Would you set down the data below exactly as shown?

THE DATA:

-------

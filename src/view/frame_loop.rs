/// Rolling frame-rate estimate for the HUD. Display only: game logic is
/// frame-counted and never sees wall-clock time.
#[derive(Debug, Clone, Default)]
pub struct FpsCounter {
    frames: u32,
    elapsed: f32,
    fps: f32,
}

impl FpsCounter {
    /// Publishes a new estimate once a second has been accumulated
    pub fn record(&mut self, dt: f32) {
        self.frames += 1;
        self.elapsed += dt;
        if self.elapsed >= 1.0 {
            self.fps = self.frames as f32 / self.elapsed;
            self.frames = 0;
            self.elapsed = 0.0;
        }
    }

    pub fn fps(&self) -> f32 {
        self.fps
    }
}

#[cfg(target_arch = "wasm32")]
pub use web::FrameLoopContext;

#[cfg(target_arch = "wasm32")]
mod web {
    use std::cell::RefCell;
    use std::rc::Rc;

    use web_sys::{HtmlCanvasElement, Window};

    use super::FpsCounter;
    use crate::controller::Game;
    use crate::model::Camera;
    use crate::ui;
    use crate::view::{GpuContext, SceneRenderer};

    /// Everything the browser frame callback needs
    pub struct FrameLoopContext {
        pub gpu: GpuContext,
        pub renderer: SceneRenderer,
        pub camera: Camera,
        pub canvas: HtmlCanvasElement,
        pub game: Rc<RefCell<Game>>,
        pub egui_ctx: egui::Context,
        pub fps: FpsCounter,
        pub last_time: f64,
    }

    impl FrameLoopContext {
        pub fn new(gpu: GpuContext, renderer: SceneRenderer, canvas: HtmlCanvasElement, game: Rc<RefCell<Game>>, now: f64) -> Self {
            let camera = Camera::new(gpu.config.width, gpu.config.height);
            Self {
                gpu,
                renderer,
                camera,
                canvas,
                game,
                egui_ctx: egui::Context::default(),
                fps: FpsCounter::default(),
                last_time: now,
            }
        }

        /// One display refresh: tick the game, sync GPU state, draw
        pub fn frame(&mut self, window: &Window) {
            let now = window.performance().map(|p| p.now()).unwrap_or(self.last_time);
            let dt = ((now - self.last_time) / 1000.0).clamp(0.0, 0.1) as f32;
            self.last_time = now;
            self.fps.record(dt);

            self.handle_resize();

            let mut game = self.game.borrow_mut();
            game.tick();
            self.renderer.update(&self.gpu.queue, &game.scene, &self.camera);

            let dpr = window.device_pixel_ratio() as f32;
            self.egui_ctx.set_pixels_per_point(dpr);
            let raw_input = egui::RawInput {
                time: Some(now / 1000.0),
                screen_rect: Some(egui::Rect::from_min_size(
                    egui::Pos2::ZERO,
                    egui::vec2(self.renderer.width as f32 / dpr, self.renderer.height as f32 / dpr),
                )),
                ..Default::default()
            };
            let output = ui::build_hud(&self.egui_ctx, raw_input, &game, self.fps.fps());
            drop(game);

            let hud = ui::into_hud_frame(&self.egui_ctx, output);
            self.renderer.draw_frame(&self.gpu, Some(hud));
        }

        /// Follow the canvas' backing size
        fn handle_resize(&mut self) {
            let (w, h) = (self.canvas.width(), self.canvas.height());
            if w == 0 || h == 0 || (w == self.renderer.width && h == self.renderer.height) {
                return;
            }
            tracing::debug!(width = w, height = h, "canvas resized");
            self.gpu.resize(w, h);
            self.renderer.resize(&self.gpu.device, w, h);
            self.camera.set_aspect(w, h);
        }
    }
}

#[cfg(test)]
mod tests {
    use super::*;

    #[test]
    fn test_fps_counter_publishes_each_second() {
        let mut fps = FpsCounter::default();
        for _ in 0..59 {
            fps.record(1.0 / 60.0);
        }
        assert_eq!(fps.fps(), 0.0);
        fps.record(1.0 / 60.0 + 0.001);
        assert!((fps.fps() - 60.0).abs() < 0.1);
    }
}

-------

ANSWER SPACE:
filename src/view/frame_loop.rs
/// Rolling frame-rate estimate for the HUD. Display only: game logic is
/// frame-counted and never sees wall-clock time.
#[derive(Debug, Clone, Default)]
pub struct FpsCounter {
    frames: u32,
    elapsed: f32,
    fps: f32,
}

impl FpsCounter {
    /// Publishes a new estimate once a second has been accumulated
    pub fn record(&mut self, dt: f32) {
        self.frames += 1;
        self.elapsed += dt;
        if self.elapsed >= 1.0 {
            self.fps = self.frames as f32 / self.elapsed;
            self.frames = 0;
            self.elapsed = 0.0;
        }
    }

    pub fn fps(&self) -> f32 {
        self.fps
    }
}

#[cfg(target_arch = "wasm32")]
pub use web::FrameLoopContext;

#[cfg(target_arch = "wasm32")]
mod web {
    use std::cell::RefCell;
    use std::rc::Rc;

    use web_sys::{HtmlCanvasElement, Window};

    use super::FpsCounter;
    use crate::controller::Game;
    use crate::model::Camera;
    use crate::ui;
    use crate::view::{GpuContext, SceneRenderer};

    /// Everything the browser frame callback needs
    pub struct FrameLoopContext {
        pub gpu: GpuContext,
        pub renderer: SceneRenderer,
        pub camera: Camera,
        pub canvas: HtmlCanvasElement,
        pub game: Rc<RefCell<Game>>,
        pub egui_ctx: egui::Context,
        pub fps: FpsCounter,
        pub last_time: f64,
    }

    impl FrameLoopContext {
        pub fn new(gpu: GpuContext, renderer: SceneRenderer, canvas: HtmlCanvasElement, game: Rc<RefCell<Game>>, now: f64) -> Self {
            let camera = Camera::new(gpu.config.width, gpu.config.height);
            Self {
                gpu,
                renderer,
                camera,
                canvas,
                game,
                egui_ctx: egui::Context::default(),
                fps: FpsCounter::default(),
                last_time: now,
            }
        }

        /// One display refresh: tick the game, sync GPU state, draw
        pub fn frame(&mut self, window: &Window) {
            let now = window.performance().map(|p| p.now()).unwrap_or(self.last_time);
            let dt = ((now - self.last_time) / 1000.0).clamp(0.0, 0.1) as f32;
            self.last_time = now;
            self.fps.record(dt);

            self.handle_resize();

            let mut game = self.game.borrow_mut();
            game.tick();
            self.renderer.update(&self.gpu.queue, &game.scene, &self.camera);

            let dpr = window.device_pixel_ratio() as f32;
            self.egui_ctx.set_pixels_per_point(dpr);
            let raw_input = egui::RawInput {
                time: Some(now / 1000.0),
                screen_rect: Some(egui::Rect::from_min_size(
                    egui::Pos2::ZERO,
                    egui::vec2(self.renderer.width as f32 / dpr, self.renderer.height as f32 / dpr),
                )),
                ..Default::default()
            };
            let output = ui::build_hud(&self.egui_ctx, raw_input, &game, self.fps.fps());
            drop(game);

            let hud = ui::into_hud_frame(&self.egui_ctx, output);
            self.renderer.draw_frame(&self.gpu, Some(hud));
        }

        /// Follow the canvas' backing size
        fn handle_resize(&mut self) {
            let (w, h) = (self.canvas.width(), self.canvas.height());
            if w == 0 || h == 0 || (w == self.renderer.width && h == self.renderer.height) {
                return;
            }
            tracing::debug!(width = w, height = h, "canvas resized");
            self.gpu.resize(w, h);
            self.renderer.resize(&self.gpu.device, w, h);
            self.camera.set_aspect(w, h);
        }
    }
}

#[cfg(test)]
mod tests {
    use super::*;

    #[test]
    fn test_fps_counter_publishes_each_second() {
        let mut fps = FpsCounter::default();
        for _ in 0..59 {
            fps.record(1.0 / 60.0);
        }
        assert_eq!(fps.fps(), 0.0);
        fps.record(1.0 / 60.0 + 0.001);
        assert!((fps.fps() - 60.0).abs() < 0.1);
    }
}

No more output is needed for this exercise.